• GOAL OF THE EXERCISE
What you return must match the records word for word.

• GIVEN DATA
=====
//! Centralized API error handling for the auth service
//!
//! This module provides a unified error type for API responses with proper
//! HTTP status code mapping and JSON envelope responses.

use axum::{
    extract::rejection::JsonRejection,
    http::StatusCode,
    response::{IntoResponse, Response},
    Json,
};
use thiserror::Error;

use crate::auth::{PasswordError, TokenError};
use crate::models::ApiResponse;
use crate::store::StoreError;

/// API error type with HTTP status code mapping
#[derive(Error, Debug)]
pub enum ApiError {
    #[error("{0}")]
    NotFound(String),

    #[error("Invalid request payload")]
    InvalidPayload(String),

    #[error("{0}")]
    Unauthorized(String),

    #[error("{0}")]
    Conflict(String),

    #[error("Internal server error: {0}")]
    InternalError(String),

    #[error("Validation failed: {0}")]
    ValidationError(String),
}

impl ApiError {
    /// Get the error code string
    pub fn error_code(&self) -> &'static str {
        match self {
            ApiError::NotFound(_) => "NOT_FOUND",
            ApiError::InvalidPayload(_) => "INVALID_PAYLOAD",
            ApiError::Unauthorized(_) => "UNAUTHORIZED",
            ApiError::Conflict(_) => "CONFLICT",
            ApiError::InternalError(_) => "INTERNAL_ERROR",
            ApiError::ValidationError(_) => "VALIDATION_ERROR",
        }
    }

    /// Get the HTTP status code
    pub fn status_code(&self) -> StatusCode {
        match self {
            ApiError::NotFound(_) => StatusCode::NOT_FOUND,
            ApiError::InvalidPayload(_) => StatusCode::BAD_REQUEST,
            ApiError::Unauthorized(_) => StatusCode::UNAUTHORIZED,
            ApiError::Conflict(_) => StatusCode::CONFLICT,
            ApiError::InternalError(_) => StatusCode::INTERNAL_SERVER_ERROR,
            ApiError::ValidationError(_) => StatusCode::BAD_REQUEST,
        }
    }

    /// Message safe to show to clients
    fn public_message(&self) -> String {
        match self {
            ApiError::InternalError(_) => "Internal server error".to_string(),
            ApiError::ValidationError(_) => "Validation failed".to_string(),
            other => other.to_string(),
        }
    }

    /// Detail carried in the `error` field of the envelope
    fn detail(&self) -> Option<String> {
        match self {
            ApiError::ValidationError(details) | ApiError::InvalidPayload(details) => {
                Some(details.clone())
            }
            _ => None,
        }
    }
}

impl IntoResponse for ApiError {
    fn into_response(self) -> Response {
        let status = self.status_code();
        let error_code = self.error_code();
        let message = self.to_string();

        // Log server errors
        match &self {
            ApiError::InternalError(_) => {
                tracing::error!(error = %message, code = %error_code, "Server error occurred");
            }
            _ => {
                tracing::debug!(error = %message, code = %error_code, "Client error occurred");
            }
        }

        let body = ApiResponse::failure(self.public_message(), self.detail());

        (status, Json(body)).into_response()
    }
}

// Convenience conversions from common error types

impl From<TokenError> for ApiError {
    fn from(err: TokenError) -> Self {
        match err {
            TokenError::InvalidToken(_) | TokenError::UnknownSubject => {
                ApiError::Unauthorized(err.to_string())
            }
            TokenError::Signing(_) | TokenError::ExpiryOutOfRange => {
                ApiError::InternalError(err.to_string())
            }
        }
    }
}

impl From<StoreError> for ApiError {
    fn from(err: StoreError) -> Self {
        ApiError::Conflict(err.to_string())
    }
}

impl From<PasswordError> for ApiError {
    fn from(err: PasswordError) -> Self {
        ApiError::InternalError(err.to_string())
    }
}

impl From<validator::ValidationErrors> for ApiError {
    fn from(err: validator::ValidationErrors) -> Self {
        ApiError::ValidationError(err.to_string())
    }
}

impl From<JsonRejection> for ApiError {
    fn from(err: JsonRejection) -> Self {
        ApiError::InvalidPayload(err.body_text())
    }
}

impl From<tokio::task::JoinError> for ApiError {
    fn from(err: tokio::task::JoinError) -> Self {
        ApiError::InternalError(err.to_string())
    }
}

/// Result type alias using ApiError
pub type ApiResult<T> = Result<T, ApiError>;
//! Data models for the auth service

use chrono::{DateTime, Utc};
use serde::{Deserialize, Serialize};
use uuid::Uuid;

use crate::auth::UserIdentity;

pub mod auth;
pub use auth::*;

/// User model
#[derive(Debug, Serialize, Deserialize, Clone)]
pub struct User {
    pub id: Uuid,
    pub email: String,
    pub username: String,
    /// bcrypt digest; never serialized
    #[serde(skip_serializing, default)]
    pub password_hash: String,
    pub first_name: String,
    pub last_name: String,
    pub is_active: bool,
    pub created_at: DateTime<Utc>,
    pub updated_at: DateTime<Utc>,
}

impl User {
    pub fn identity(&self) -> UserIdentity {
        UserIdentity {
            id: self.id,
            email: self.email.clone(),
            username: self.username.clone(),
        }
    }
}

/// User response (sanitized for API)
#[derive(Debug, Serialize, Clone)]
pub struct UserResponse {
    pub id: Uuid,
    pub email: String,
    pub username: String,
    pub first_name: String,
    pub last_name: String,
    pub is_active: bool,
    pub created_at: DateTime<Utc>,
    pub updated_at: DateTime<Utc>,
}

impl From<User> for UserResponse {
    fn from(user: User) -> Self {
        Self {
            id: user.id,
            email: user.email,
            username: user.username,
            first_name: user.first_name,
            last_name: user.last_name,
            is_active: user.is_active,
            created_at: user.created_at,
            updated_at: user.updated_at,
        }
    }
}

/// Standard response envelope
#[derive(Debug, Serialize, Deserialize)]
pub struct ApiResponse<T> {
    pub success: bool,
    pub message: String,
    #[serde(skip_serializing_if = "Option::is_none")]
    pub data: Option<T>,
    #[serde(skip_serializing_if = "Option::is_none")]
    pub error: Option<String>,
}

impl<T> ApiResponse<T> {
    pub fn success(message: impl Into<String>, data: T) -> Self {
        Self {
            success: true,
            message: message.into(),
            data: Some(data),
            error: None,
        }
    }
}

impl ApiResponse<()> {
    pub fn message(message: impl Into<String>) -> Self {
        Self {
            success: true,
            message: message.into(),
            data: None,
            error: None,
        }
    }

    pub fn failure(message: impl Into<String>, error: Option<String>) -> Self {
        Self {
            success: false,
            message: message.into(),
            data: None,
            error,
        }
    }
}

#[cfg(test)]
mod tests {
    use super::*;

    #[test]
    fn test_password_hash_not_serialized() {
        let user = User {
            id: Uuid::new_v4(),
            email: "test@example.com".to_string(),
            username: "tester".to_string(),
            password_hash: "$2b$04$secret".to_string(),
            first_name: "Test".to_string(),
            last_name: "User".to_string(),
            is_active: true,
            created_at: Utc::now(),
            updated_at: Utc::now(),
        };

        let json = serde_json::to_string(&user).unwrap();
        assert!(!json.contains("password_hash"));
        assert!(!json.contains("secret"));
    }

    #[test]
    fn test_failure_envelope_shape() {
        let body = serde_json::to_value(ApiResponse::failure("Invalid or expired token", None))
            .unwrap();
        assert_eq!(
            body,
            serde_json::json!({"success": false, "message": "Invalid or expired token"})
        );
    }
}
=====
• COMPLETED EXERCISE
//! Centralized API error handling for the auth service
//!
//! This module provides a unified error type for API responses with proper
//! HTTP status code mapping and JSON envelope responses.

use axum::{
    extract::rejection::JsonRejection,
    http::StatusCode,
    response::{IntoResponse, Response},
    Json,
};
use thiserror::Error;

use crate::auth::{PasswordError, TokenError};
use crate::models::ApiResponse;
use crate::store::StoreError;

/// API error type with HTTP status code mapping
#[derive(Error, Debug)]
pub enum ApiError {
    #[error("{0}")]
    NotFound(String),

    #[error("Invalid request payload")]
    InvalidPayload(String),

    #[error("{0}")]
    Unauthorized(String),

    #[error("{0}")]
    Conflict(String),

    #[error("Internal server error: {0}")]
    InternalError(String),

    #[error("Validation failed: {0}")]
    ValidationError(String),
}

impl ApiError {
    /// Get the error code string
    pub fn error_code(&self) -> &'static str {
        match self {
            ApiError::NotFound(_) => "NOT_FOUND",
            ApiError::InvalidPayload(_) => "INVALID_PAYLOAD",
            ApiError::Unauthorized(_) => "UNAUTHORIZED",
            ApiError::Conflict(_) => "CONFLICT",
            ApiError::InternalError(_) => "INTERNAL_ERROR",
            ApiError::ValidationError(_) => "VALIDATION_ERROR",
        }
    }

    /// Get the HTTP status code
    pub fn status_code(&self) -> StatusCode {
        match self {
            ApiError::NotFound(_) => StatusCode::NOT_FOUND,
            ApiError::InvalidPayload(_) => StatusCode::BAD_REQUEST,
            ApiError::Unauthorized(_) => StatusCode::UNAUTHORIZED,
            ApiError::Conflict(_) => StatusCode::CONFLICT,
            ApiError::InternalError(_) => StatusCode::INTERNAL_SERVER_ERROR,
            ApiError::ValidationError(_) => StatusCode::BAD_REQUEST,
        }
    }

    /// Message safe to show to clients
    fn public_message(&self) -> String {
        match self {
            ApiError::InternalError(_) => "Internal server error".to_string(),
            ApiError::ValidationError(_) => "Validation failed".to_string(),
            other => other.to_string(),
        }
    }

    /// Detail carried in the `error` field of the envelope
    fn detail(&self) -> Option<String> {
        match self {
            ApiError::ValidationError(details) | ApiError::InvalidPayload(details) => {
                Some(details.clone())
            }
            _ => None,
        }
    }
}

impl IntoResponse for ApiError {
    fn into_response(self) -> Response {
        let status = self.status_code();
        let error_code = self.error_code();
        let message = self.to_string();

        // Log server errors
        match &self {
            ApiError::InternalError(_) => {
                tracing::error!(error = %message, code = %error_code, "Server error occurred");
            }
            _ => {
                tracing::debug!(error = %message, code = %error_code, "Client error occurred");
            }
        }

        let body = ApiResponse::failure(self.public_message(), self.detail());

        (status, Json(body)).into_response()
    }
}

// Convenience conversions from common error types

impl From<TokenError> for ApiError {
    fn from(err: TokenError) -> Self {
        match err {
            TokenError::InvalidToken(_) | TokenError::UnknownSubject => {
                ApiError::Unauthorized(err.to_string())
            }
            TokenError::Signing(_) | TokenError::ExpiryOutOfRange => {
                ApiError::InternalError(err.to_string())
            }
        }
    }
}

impl From<StoreError> for ApiError {
    fn from(err: StoreError) -> Self {
        ApiError::Conflict(err.to_string())
    }
}

impl From<PasswordError> for ApiError {
    fn from(err: PasswordError) -> Self {
        ApiError::InternalError(err.to_string())
    }
}

impl From<validator::ValidationErrors> for ApiError {
    fn from(err: validator::ValidationErrors) -> Self {
        ApiError::ValidationError(err.to_string())
    }
}

impl From<JsonRejection> for ApiError {
    fn from(err: JsonRejection) -> Self {
        ApiError::InvalidPayload(err.body_text())
    }
}

impl From<tokio::task::JoinError> for ApiError {
    fn from(err: tokio::task::JoinError) -> Self {
        ApiError::InternalError(err.to_string())
    }
}

/// Result type alias using ApiError
pub type ApiResult<T> = Result<T, ApiError>;
//! Data models for the auth service

use chrono::{DateTime, Utc};
use serde::{Deserialize, Serialize};
use uuid::Uuid;

use crate::auth::UserIdentity;

pub mod auth;
pub use auth::*;

/// User model
#[derive(Debug, Serialize, Deserialize, Clone)]
pub struct User {
    pub id: Uuid,
    pub email: String,
    pub username: String,
    /// bcrypt digest; never serialized
    #[serde(skip_serializing, default)]
    pub password_hash: String,
    pub first_name: String,
    pub last_name: String,
    pub is_active: bool,
    pub created_at: DateTime<Utc>,
    pub updated_at: DateTime<Utc>,
}

impl User {
    pub fn identity(&self) -> UserIdentity {
        UserIdentity {
            id: self.id,
            email: self.email.clone(),
            username: self.username.clone(),
        }
    }
}

/// User response (sanitized for API)
#[derive(Debug, Serialize, Clone)]
pub struct UserResponse {
    pub id: Uuid,
    pub email: String,
    pub username: String,
    pub first_name: String,
    pub last_name: String,
    pub is_active: bool,
    pub created_at: DateTime<Utc>,
    pub updated_at: DateTime<Utc>,
}

impl From<User> for UserResponse {
    fn from(user: User) -> Self {
        Self {
            id: user.id,
            email: user.email,
            username: user.username,
            first_name: user.first_name,
            last_name: user.last_name,
            is_active: user.is_active,
            created_at: user.created_at,
            updated_at: user.updated_at,
        }
    }
}

/// Standard response envelope
#[derive(Debug, Serialize, Deserialize)]
pub struct ApiResponse<T> {
    pub success: bool,
    pub message: String,
    #[serde(skip_serializing_if = "Option::is_none")]
    pub data: Option<T>,
    #[serde(skip_serializing_if = "Option::is_none")]
    pub error: Option<String>,
}

impl<T> ApiResponse<T> {
    pub fn success(message: impl Into<String>, data: T) -> Self {
        Self {
            success: true,
            message: message.into(),
            data: Some(data),
            error: None,
        }
    }
}

impl ApiResponse<()> {
    pub fn message(message: impl Into<String>) -> Self {
        Self {
            success: true,
            message: message.into(),
            data: None,
            error: None,
        }
    }

    pub fn failure(message: impl Into<String>, error: Option<String>) -> Self {
        Self {
            success: false,
            message: message.into(),
            data: None,
            error,
        }
    }
}

#[cfg(test)]
mod tests {
    use super::*;

    #[test]
    fn test_password_hash_not_serialized() {
        let user = User {
            id: Uuid::new_v4(),
            email: "test@example.com".to_string(),
            username: "tester".to_string(),
            password_hash: "$2b$04$secret".to_string(),
            first_name: "Test".to_string(),
            last_name: "User".to_string(),
            is_active: true,
            created_at: Utc::now(),
            updated_at: Utc::now(),
        };

        let json = serde_json::to_string(&user).unwrap();
        assert!(!json.contains("password_hash"));
        assert!(!json.contains("secret"));
    }

    #[test]
    fn test_failure_envelope_shape() {
        let body = serde_json::to_value(ApiResponse::failure("Invalid or expired token", None))
            .unwrap();
        assert_eq!(
            body,
            serde_json::json!({"success": false, "message": "Invalid or expired token"})
        );
    }
}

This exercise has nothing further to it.